◆ **Problem description**: Using the records below, copy every line that holds the string "winners".

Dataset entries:
//! corral-dispatch — the central dispatcher of a corral cluster.
//!
//! The dispatcher coordinates a fleet of worker nodes of two roles: VM
//! nodes execute an instrumented target and produce execution traces, SVM
//! nodes replay those traces symbolically and produce concrete test
//! cases. Work flows in a loop: traces from VM nodes land in the trace
//! pool and refill SVM nodes; test cases from SVM nodes land in the test
//! pool and refill VM nodes.
//!
//! # Architecture
//!
//! Two long-lived threads:
//!
//! - The **dispatch driver** calls [`dispatch::Dispatch::run`] in a loop.
//!   Each tick advances the top-level dispatch machine once, which in turn
//!   advances every per-worker machine by exactly one transition.
//! - The **registrar driver** ([`registrar::RegistrarDriver`]) accepts
//!   worker connections on the master port, registers a handle, and hands
//!   it to a callback that attaches a fresh per-worker machine.
//!
//! All worker I/O is blocking and happens under the worker handle's lock,
//! one protocol round-trip at a time. The registrar lock is only held to
//! iterate the node list, never across node I/O.

pub mod dispatch;
pub mod error;
pub mod fsm;
pub mod layout;
pub mod node;
pub mod proto;
pub mod registrar;
pub mod report;

#[cfg(test)]
pub(crate) mod test_support;

pub use dispatch::Dispatch;
pub use error::DispatchError;
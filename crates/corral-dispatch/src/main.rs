//! corral-dispatch binary.
//!
//! Loads the option tree, starts the dispatcher, and drives it until the
//! dispatch machine terminates (or forever, in dev mode).

use std::path::PathBuf;
use std::time::Duration;

use anyhow::{Context, Result};
use clap::Parser;
use corral_core::options::DispatchOptions;
use corral_dispatch::Dispatch;
use tracing::info;
use tracing_subscriber::EnvFilter;

/// corral cluster dispatcher.
#[derive(Parser, Debug)]
#[command(name = "corral-dispatch")]
#[command(version, about, long_about = None)]
struct Args {
    /// Path to the dispatcher options file.
    #[arg(short, long, default_value = "dispatch.toml")]
    config: PathBuf,

    /// Master port workers register on.
    #[arg(short, long, default_value = "10012")]
    port: u16,

    /// Milliseconds between dispatch ticks.
    #[arg(long, default_value = "100")]
    poll_interval_ms: u64,

    /// Log level (trace, debug, info, warn, error).
    #[arg(long, default_value = "info")]
    log_level: String,
}

fn main() -> Result<()> {
    let args = Args::parse();

    let filter = EnvFilter::try_from_default_env()
        .unwrap_or_else(|_| EnvFilter::new(args.log_level.clone()));
    tracing_subscriber::fmt()
        .with_env_filter(filter)
        .with_writer(std::io::stderr)
        .init();

    let options = if args.config.exists() {
        DispatchOptions::from_file(&args.config).context("failed to load options")?
    } else {
        info!(config = %args.config.display(), "options file not found, using defaults");
        DispatchOptions::default()
    };

    let mut dispatch =
        Dispatch::new(args.port, options).context("failed to start the dispatcher")?;
    info!(
        port = dispatch.local_port(),
        root = %dispatch.run_root().display(),
        "dispatcher running"
    );

    let tick = Duration::from_millis(args.poll_interval_ms);
    while !dispatch.is_terminated() {
        dispatch.run().context("dispatch tick failed")?;
        std::thread::sleep(tick);
    }

    info!("dispatcher finished");
    Ok(())
}
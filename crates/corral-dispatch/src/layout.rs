//! Run-directory layout.
//!
//! Everything a run produces lives under a timestamped root:
//!
//! ```text
//! dispatch-root/
//!   last -> <timestamp>                  (symlink to the newest run)
//!   <timestamp>/                         (per-run root; per-target below
//!     [<target>/]                         it in distributed mode)
//!       trace/                           (deleted on target rotation)
//!       test-case/
//!       profile/stat.pg, profile/stat.dat
//!       log/vm/<n>  log/svm/<n>
//!       log/exception.log  log/node-error.log  log/finish
//! ```

use std::path::{Path, PathBuf};

use corral_core::pool::TEST_CASE_DIR_NAME;

use crate::error::{DispatchError, DispatchResult};

/// Trace directory name under the run root.
pub const TRACE_DIR_NAME: &str = "trace";
/// Profile directory name under the run root.
pub const PROFILE_DIR_NAME: &str = "profile";
/// Log directory name under the run root.
pub const LOG_DIR_NAME: &str = "log";
/// VM error-log subdirectory under `log/`.
pub const LOG_VM_DIR_NAME: &str = "vm";
/// SVM error-log subdirectory under `log/`.
pub const LOG_SVM_DIR_NAME: &str = "svm";
/// Exception log file name under `log/`.
pub const EXCEPTION_LOG_FILE_NAME: &str = "exception.log";
/// Node-error log file name under `log/`.
pub const NODE_ERROR_LOG_FILE_NAME: &str = "node-error.log";
/// End-of-target status snapshot file name under `log/`.
pub const FINISH_FILE_NAME: &str = "finish";
/// Name of the newest-run symlink under the base directory.
pub const LAST_SYMLINK_NAME: &str = "last";

/// The run's position in the output tree.
#[derive(Debug, Clone)]
pub struct RunLayout {
    base: PathBuf,
    timestamp: String,
    root: PathBuf,
}

impl RunLayout {
    /// Lay out a new run under `base`, rooted at a timestamp directory.
    ///
    /// Nothing is created on disk until [`RunLayout::materialize`].
    #[must_use]
    pub fn new(base: &Path) -> Self {
        let timestamp = chrono::Local::now()
            .format("%Y-%m-%d_%H.%M.%S")
            .to_string();
        let root = base.join(&timestamp);
        Self {
            base: base.to_path_buf(),
            timestamp,
            root,
        }
    }

    /// Current run root (per-target in distributed mode).
    #[must_use]
    pub fn root(&self) -> &Path {
        &self.root
    }

    /// Re-root the layout at the per-target subdirectory for `target`.
    ///
    /// Only the final path component of the target name is used, so
    /// targets named like `coreutils/cat` produce a flat `cat/` subdir.
    pub fn retarget(&mut self, target: &str) {
        let dir = Path::new(target)
            .file_name()
            .map_or_else(|| target.to_string(), |n| n.to_string_lossy().into_owned());
        self.root = self.base.join(&self.timestamp).join(dir);
    }

    /// Create the run tree if it does not exist and refresh the `last`
    /// symlink to point at this run's timestamp directory.
    ///
    /// # Errors
    ///
    /// [`DispatchError::DirCreate`] on directory-creation failure.
    pub fn materialize(&self) -> DispatchResult<()> {
        if !self.root.exists() {
            for dir in [
                self.trace_dir(),
                self.test_case_dir(),
                self.profile_dir(),
                self.vm_log_dir(),
                self.svm_log_dir(),
            ] {
                std::fs::create_dir_all(&dir)
                    .map_err(|source| DispatchError::DirCreate { path: dir.clone(), source })?;
            }
        }
        self.refresh_last_symlink();
        Ok(())
    }

    #[cfg(unix)]
    fn refresh_last_symlink(&self) {
        let link = self.base.join(LAST_SYMLINK_NAME);
        let _ = std::fs::remove_file(&link);
        if let Err(e) = std::os::unix::fs::symlink(&self.timestamp, &link) {
            tracing::warn!(error = %e, "failed to refresh last-run symlink");
        }
    }

    #[cfg(not(unix))]
    fn refresh_last_symlink(&self) {}

    /// `trace/` under the run root.
    #[must_use]
    pub fn trace_dir(&self) -> PathBuf {
        self.root.join(TRACE_DIR_NAME)
    }

    /// `test-case/` under the run root.
    #[must_use]
    pub fn test_case_dir(&self) -> PathBuf {
        self.root.join(TEST_CASE_DIR_NAME)
    }

    /// `profile/` under the run root.
    #[must_use]
    pub fn profile_dir(&self) -> PathBuf {
        self.root.join(PROFILE_DIR_NAME)
    }

    /// `log/` under the run root.
    #[must_use]
    pub fn log_dir(&self) -> PathBuf {
        self.root.join(LOG_DIR_NAME)
    }

    /// `log/vm/` under the run root.
    #[must_use]
    pub fn vm_log_dir(&self) -> PathBuf {
        self.log_dir().join(LOG_VM_DIR_NAME)
    }

    /// `log/svm/` under the run root.
    #[must_use]
    pub fn svm_log_dir(&self) -> PathBuf {
        self.log_dir().join(LOG_SVM_DIR_NAME)
    }

    /// `log/exception.log` under the run root.
    #[must_use]
    pub fn exception_log_path(&self) -> PathBuf {
        self.log_dir().join(EXCEPTION_LOG_FILE_NAME)
    }

    /// `log/node-error.log` under the run root.
    #[must_use]
    pub fn node_error_log_path(&self) -> PathBuf {
        self.log_dir().join(NODE_ERROR_LOG_FILE_NAME)
    }

    /// `log/finish` under the run root.
    #[must_use]
    pub fn finish_path(&self) -> PathBuf {
        self.log_dir().join(FINISH_FILE_NAME)
    }

    /// Whether the run's log directory has been materialized yet.
    #[must_use]
    pub fn log_dir_exists(&self) -> bool {
        self.log_dir().is_dir()
    }

    /// Delete the trace directory. Traces are per-target and expensive;
    /// there is no reason to keep them once the target is done.
    ///
    /// # Errors
    ///
    /// [`DispatchError::FileWrite`] on removal failure; a directory that
    /// never existed is not a failure.
    pub fn clean_trace_dir(&self) -> DispatchResult<()> {
        let dir = self.trace_dir();
        match std::fs::remove_dir_all(&dir) {
            Ok(()) => Ok(()),
            Err(e) if e.kind() == std::io::ErrorKind::NotFound => Ok(()),
            Err(source) => Err(DispatchError::FileWrite { path: dir, source }),
        }
    }

    /// Next free numbered error-file path under `log/<subdir>/`: the
    /// smallest unused positive integer.
    #[must_use]
    pub fn next_error_path(&self, subdir: &str) -> PathBuf {
        let dir = self.log_dir().join(subdir);
        let mut i = 1u32;
        while dir.join(i.to_string()).exists() {
            i += 1;
        }
        dir.join(i.to_string())
    }
}
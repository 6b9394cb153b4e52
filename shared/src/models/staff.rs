//! Staff model

use serde::{Deserialize, Serialize};

#[derive(Debug, Clone, Copy, PartialEq, Eq, Hash, Serialize, Deserialize)]
#[serde(rename_all = "SCREAMING_SNAKE_CASE")]
pub enum StaffRole {
    Associate,
    Supervisor,
}

/// A location ids a staff member may be auto-assigned to, or unrestricted scope.
#[derive(Debug, Clone, Serialize, Deserialize)]
#[serde(tag = "kind", rename_all = "snake_case")]
pub enum ZoneScope {
    All,
    Locations { location_ids: Vec<String> },
}

impl ZoneScope {
    pub fn covers(&self, location_id: &str) -> bool {
        match self {
            Self::All => true,
            Self::Locations { location_ids } => location_ids.iter().any(|l| l == location_id),
        }
    }
}

#[derive(Debug, Clone, Serialize, Deserialize)]
pub struct StaffMember {
    pub id: String,
    pub name: String,
    pub role: StaffRole,
    /// Whether this staff member is currently on shift / active.
    pub active: bool,
    pub zone_scope: ZoneScope,
}

#[derive(Debug, Clone, Default, Serialize, Deserialize)]
pub struct StaffUpdate {
    pub name: Option<String>,
    pub role: Option<StaffRole>,
    pub active: Option<bool>,
    pub zone_scope: Option<ZoneScope>,
}
//! Engine configuration
//!
//! All values are environment-driven with sane defaults so the binary can
//! be started with no configuration at all for local development.

#[derive(Debug, Clone)]
pub struct Config {
    /// Address the HTTP gateway binds to.
    pub bind_addr: String,
    /// Duplicate-read suppression window, in seconds.
    pub dedup_window_sec: i64,
    /// Presence TTL: how long an EPC's last read keeps it "present", in seconds.
    pub presence_ttl_sec: i64,
    /// Interval an external scheduler should use to trigger forced zone
    /// sweeps. The engine does not self-schedule sweeps; it only exposes
    /// this constant for that external caller.
    pub auto_sweep_interval_sec: i64,
    /// Log level passed to the tracing subscriber (e.g. `info`, `debug`).
    pub log_level: String,
    /// Whether to emit logs as JSON rather than the pretty console format.
    pub log_json: bool,
    /// Environment label: development | staging | production.
    pub environment: String,
}

impl Config {
    /// Load configuration from environment variables, falling back to
    /// defaults for anything unset.
    pub fn from_env() -> Self {
        Self {
            bind_addr: std::env::var("BIND_ADDR").unwrap_or_else(|_| "0.0.0.0:8088".into()),
            dedup_window_sec: std::env::var("DEDUP_WINDOW_SEC")
                .ok()
                .and_then(|v| v.parse().ok())
                .unwrap_or(15),
            presence_ttl_sec: std::env::var("PRESENCE_TTL_SEC")
                .ok()
                .and_then(|v| v.parse().ok())
                .unwrap_or(300),
            auto_sweep_interval_sec: std::env::var("AUTO_SWEEP_INTERVAL_SEC")
                .ok()
                .and_then(|v| v.parse().ok())
                .unwrap_or(30),
            log_level: std::env::var("LOG_LEVEL").unwrap_or_else(|_| "info".into()),
            log_json: std::env::var("LOG_JSON")
                .ok()
                .and_then(|v| v.parse().ok())
                .unwrap_or(false),
            environment: std::env::var("ENVIRONMENT").unwrap_or_else(|_| "development".into()),
        }
    }

    pub fn is_production(&self) -> bool {
        self.environment == "production"
    }

    pub fn dedup_window_ms(&self) -> i64 {
        self.dedup_window_sec * 1000
    }

    pub fn presence_ttl_ms(&self) -> i64 {
        self.presence_ttl_sec * 1000
    }
}

impl Default for Config {
    fn default() -> Self {
        Self::from_env()
    }
}
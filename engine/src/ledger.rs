//! NON_RFID ledger
//!
//! A baseline snapshot plus a signed movement log. A location's quantity is
//! `max(0, baseline + sum of signed deltas since baseline timestamp)`.

use std::collections::HashMap;

#[derive(Debug, Clone, Copy, PartialEq, Eq)]
pub enum LedgerEntryKind {
    Sale,
    Return,
    ConfirmedReplenishment,
}

#[derive(Debug, Clone, Copy)]
struct LedgerEntry {
    delta: i64,
    timestamp: i64,
    #[allow(dead_code)]
    kind: LedgerEntryKind,
}

#[derive(Debug, Clone, Copy, Default)]
struct Baseline {
    qty: i64,
    timestamp: i64,
}

#[derive(Debug, Default)]
pub struct Ledger {
    baselines: HashMap<(String, String), Baseline>,
    entries: HashMap<(String, String), Vec<LedgerEntry>>,
}

impl Ledger {
    pub fn new() -> Self {
        Self::default()
    }

    pub fn set_baseline(&mut self, location_id: &str, sku_id: &str, qty: i64, timestamp: i64) {
        let key = (location_id.to_string(), sku_id.to_string());
        self.baselines.insert(key, Baseline { qty, timestamp });
    }

    pub fn append(
        &mut self,
        location_id: &str,
        sku_id: &str,
        delta: i64,
        timestamp: i64,
        kind: LedgerEntryKind,
    ) {
        let key = (location_id.to_string(), sku_id.to_string());
        self.baselines.entry(key.clone()).or_insert(Baseline {
            qty: 0,
            timestamp: 0,
        });
        self.entries
            .entry(key)
            .or_default()
            .push(LedgerEntry { delta, timestamp, kind });
    }

    /// `max(0, baseline + sum of signed entries at or after the baseline timestamp)`.
    pub fn quantity(&self, location_id: &str, sku_id: &str) -> i64 {
        let key = (location_id.to_string(), sku_id.to_string());
        let Some(baseline) = self.baselines.get(&key) else {
            return 0;
        };
        let delta_sum: i64 = self
            .entries
            .get(&key)
            .map(|entries| {
                entries
                    .iter()
                    .filter(|e| e.timestamp >= baseline.timestamp)
                    .map(|e| e.delta)
                    .sum()
            })
            .unwrap_or(0);
        (baseline.qty + delta_sum).max(0)
    }

    pub fn has_baseline(&self, location_id: &str, sku_id: &str) -> bool {
        self.baselines
            .contains_key(&(location_id.to_string(), sku_id.to_string()))
    }
}

#[cfg(test)]
mod tests {
    use super::*;

    #[test]
    fn conserves_baseline_plus_deltas() {
        let mut ledger = Ledger::new();
        ledger.set_baseline("shelf-a", "SKU-NR-1", 7, 0);
        ledger.append("shelf-a", "SKU-NR-1", -2, 10, LedgerEntryKind::Sale);
        ledger.append("shelf-a", "SKU-NR-1", -1, 20, LedgerEntryKind::Sale);
        ledger.append("shelf-a", "SKU-NR-1", -1, 30, LedgerEntryKind::Sale);
        assert_eq!(ledger.quantity("shelf-a", "SKU-NR-1"), 3);
    }

    #[test]
    fn never_goes_negative() {
        let mut ledger = Ledger::new();
        ledger.set_baseline("shelf-a", "SKU-NR-1", 2, 0);
        ledger.append("shelf-a", "SKU-NR-1", -10, 10, LedgerEntryKind::Sale);
        assert_eq!(ledger.quantity("shelf-a", "SKU-NR-1"), 0);
    }
}
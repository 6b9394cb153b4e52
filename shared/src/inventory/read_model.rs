//! Read-model projections exposed to external collaborators (UI, map
//! editor, analytics dashboards...). These are defensive copies: mutating
//! them has no effect on engine state.

use super::super::models::{AuditEntry, ReceivingOrder, ReplenishmentTask};
use serde::{Deserialize, Serialize};

/// Per-location summary row for the dashboard.
#[derive(Debug, Clone, Serialize, Deserialize)]
pub struct DashboardRow {
    pub location_id: String,
    pub location_name: String,
    pub low_stock_count: usize,
    pub open_task_count: usize,
}

/// One inventory row within a zone's detail view.
#[derive(Debug, Clone, Serialize, Deserialize)]
pub struct InventoryRow {
    pub sku_id: String,
    pub source: String,
    pub qty: i64,
    pub confidence: Option<f64>,
    pub version: u64,
    pub min: Option<i64>,
    pub max: Option<i64>,
}

/// A recent RFID read, for the zone detail view.
#[derive(Debug, Clone, Serialize, Deserialize)]
pub struct RecentRead {
    pub epc: String,
    pub sku_id: String,
    pub antenna_id: String,
    pub timestamp: i64,
    pub rssi: Option<f64>,
}

#[derive(Debug, Clone, Serialize, Deserialize)]
pub struct ZoneDetail {
    pub location_id: String,
    pub inventory: Vec<InventoryRow>,
    pub recent_reads: Vec<RecentRead>,
    pub open_tasks: Vec<ReplenishmentTask>,
}

/// Filters accepted by the task-list read model.
#[derive(Debug, Clone, Default, Deserialize)]
pub struct TaskListFilter {
    pub location_id: Option<String>,
    pub status: Option<String>,
    pub sku_id: Option<String>,
}

#[derive(Debug, Clone, Serialize, Deserialize)]
pub struct TaskListResult {
    pub tasks: Vec<ReplenishmentTask>,
}

#[derive(Debug, Clone, Serialize, Deserialize)]
pub struct ReceivingListResult {
    pub orders: Vec<ReceivingOrder>,
}

#[derive(Debug, Clone, Serialize, Deserialize)]
pub struct AuditLogResult {
    pub entries: Vec<AuditEntry>,
}

/// One entry in the engine-wide flow timeline: every accepted command and
/// every state transition, surfaced for UIs.
#[derive(Debug, Clone, Serialize, Deserialize)]
pub struct FlowEvent {
    pub id: String,
    pub kind: String,
    pub summary: String,
    pub timestamp: i64,
}

#[derive(Debug, Clone, Serialize, Deserialize)]
pub struct FlowTimelineResult {
    pub events: Vec<FlowEvent>,
}
//! EPC mapping and presence model

use serde::{Deserialize, Serialize};

/// Time-windowed association between an EPC and a SKU. At most one mapping
/// is active for a given EPC at any instant.
#[derive(Debug, Clone, Serialize, Deserialize)]
pub struct EpcMapping {
    pub epc: String,
    pub sku_id: String,
    pub active_from: i64,
    pub active_to: Option<i64>,
}

impl EpcMapping {
    pub fn is_active_at(&self, t: i64) -> bool {
        t >= self.active_from && self.active_to.is_none_or(|end| t < end)
    }
}

/// The engine's belief that an EPC is physically present in a location.
#[derive(Debug, Clone, Serialize, Deserialize)]
pub struct PresenceRecord {
    pub epc: String,
    pub sku_id: String,
    pub location_id: String,
    pub antenna_id: String,
    pub last_seen_at: i64,
    pub rssi: Option<f64>,
}
//! Rule template storage and the projection algorithm that turns active
//! templates into the effective rule set consumed by the replenishment
//! planner.

use crate::catalog::CatalogStore;
use shared::models::{EffectiveRule, Location, RuleTemplate, Selector, Sku, TemplateScope};
use shared::util;
use std::collections::HashMap;

#[derive(Debug, Default)]
pub struct TemplateStore {
    templates: HashMap<String, RuleTemplate>,
}

impl TemplateStore {
    pub fn new() -> Self {
        Self::default()
    }

    pub fn get(&self, id: &str) -> Option<&RuleTemplate> {
        self.templates.get(id)
    }

    pub fn upsert(&mut self, template: RuleTemplate) {
        self.templates.insert(template.id.clone(), template);
    }

    /// Soft-delete: projection treats an inactive template as producing no
    /// candidates, but its row survives so a later reactivation is possible.
    pub fn deactivate(&mut self, id: &str, now: i64) -> bool {
        if let Some(t) = self.templates.get_mut(id) {
            t.active = false;
            t.updated_at = now;
            true
        } else {
            false
        }
    }

    pub fn active(&self) -> impl Iterator<Item = &RuleTemplate> {
        self.templates.values().filter(|t| t.active)
    }

    pub fn all(&self) -> impl Iterator<Item = &RuleTemplate> {
        self.templates.values()
    }
}

fn scope_priority(scope: TemplateScope) -> u8 {
    match scope {
        TemplateScope::Generic => 0,
        TemplateScope::Location => 1,
    }
}

/// A template matches `sku` iff its selector is satisfied.
fn selector_matches(selector: &Selector, sku: &Sku, catalog: &CatalogStore) -> bool {
    match selector {
        Selector::Sku { sku_id } => sku_id == &sku.id,
        Selector::Attributes { filter } => catalog
            .get(&sku.id)
            .is_some_and(|variant| filter.matches(variant)),
    }
}

/// A template matches `location` iff GENERIC (matches every location) or
/// LOCATION scoped to exactly this id.
fn location_matches(template: &RuleTemplate, location: &Location) -> bool {
    match template.scope {
        TemplateScope::Generic => true,
        TemplateScope::Location => template.location_id.as_deref() == Some(location.id.as_str()),
    }
}

/// Project the active template set into the full effective rule set.
///
/// For every `(location, sku)` pair whose source matches, every active
/// template that matches both is a candidate producing that rule's source.
/// Ties are broken lexicographically on `(scope priority, template.priority,
/// updated_at)`, highest first: LOCATION beats GENERIC, then higher template
/// priority, then the most recently updated template.
pub fn project(
    templates: &TemplateStore,
    locations: &[&Location],
    skus: &[&Sku],
    catalog: &CatalogStore,
) -> Vec<EffectiveRule> {
    let actives: Vec<&RuleTemplate> = templates.active().collect();
    let mut winners: HashMap<(String, String), (&RuleTemplate, (u8, i32, i64))> = HashMap::new();

    for location in locations {
        for sku in skus {
            for template in &actives {
                if template.source != sku.source {
                    continue;
                }
                if !location_matches(template, location) {
                    continue;
                }
                if !selector_matches(&template.selector, sku, catalog) {
                    continue;
                }
                let key = (location.id.clone(), sku.id.clone());
                let rank = (
                    scope_priority(template.scope),
                    template.priority,
                    template.updated_at,
                );
                match winners.get(&key) {
                    Some((_, existing_rank)) if *existing_rank >= rank => {}
                    _ => {
                        winners.insert(key, (template, rank));
                    }
                }
            }
        }
    }

    winners
        .into_iter()
        .map(|((location_id, sku_id), (template, _))| {
            let source = template.source;
            EffectiveRule {
                id: util::rule_id(&location_id, &sku_id, source.as_str()),
                location_id,
                sku_id,
                source,
                min: template.min,
                max: template.max,
                priority: template.priority,
                inbound_source_id: template.inbound_source_id.clone(),
                active: true,
                updated_at: template.updated_at,
                owning_template_id: template.id.clone(),
            }
        })
        .collect()
}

◆ **Exercise answer**:
    let mut winners: HashMap<(String, String), (&RuleTemplate, (u8, i32, i64))> = HashMap::new();
                match winners.get(&key) {
                        winners.insert(key, (template, rank));
    winners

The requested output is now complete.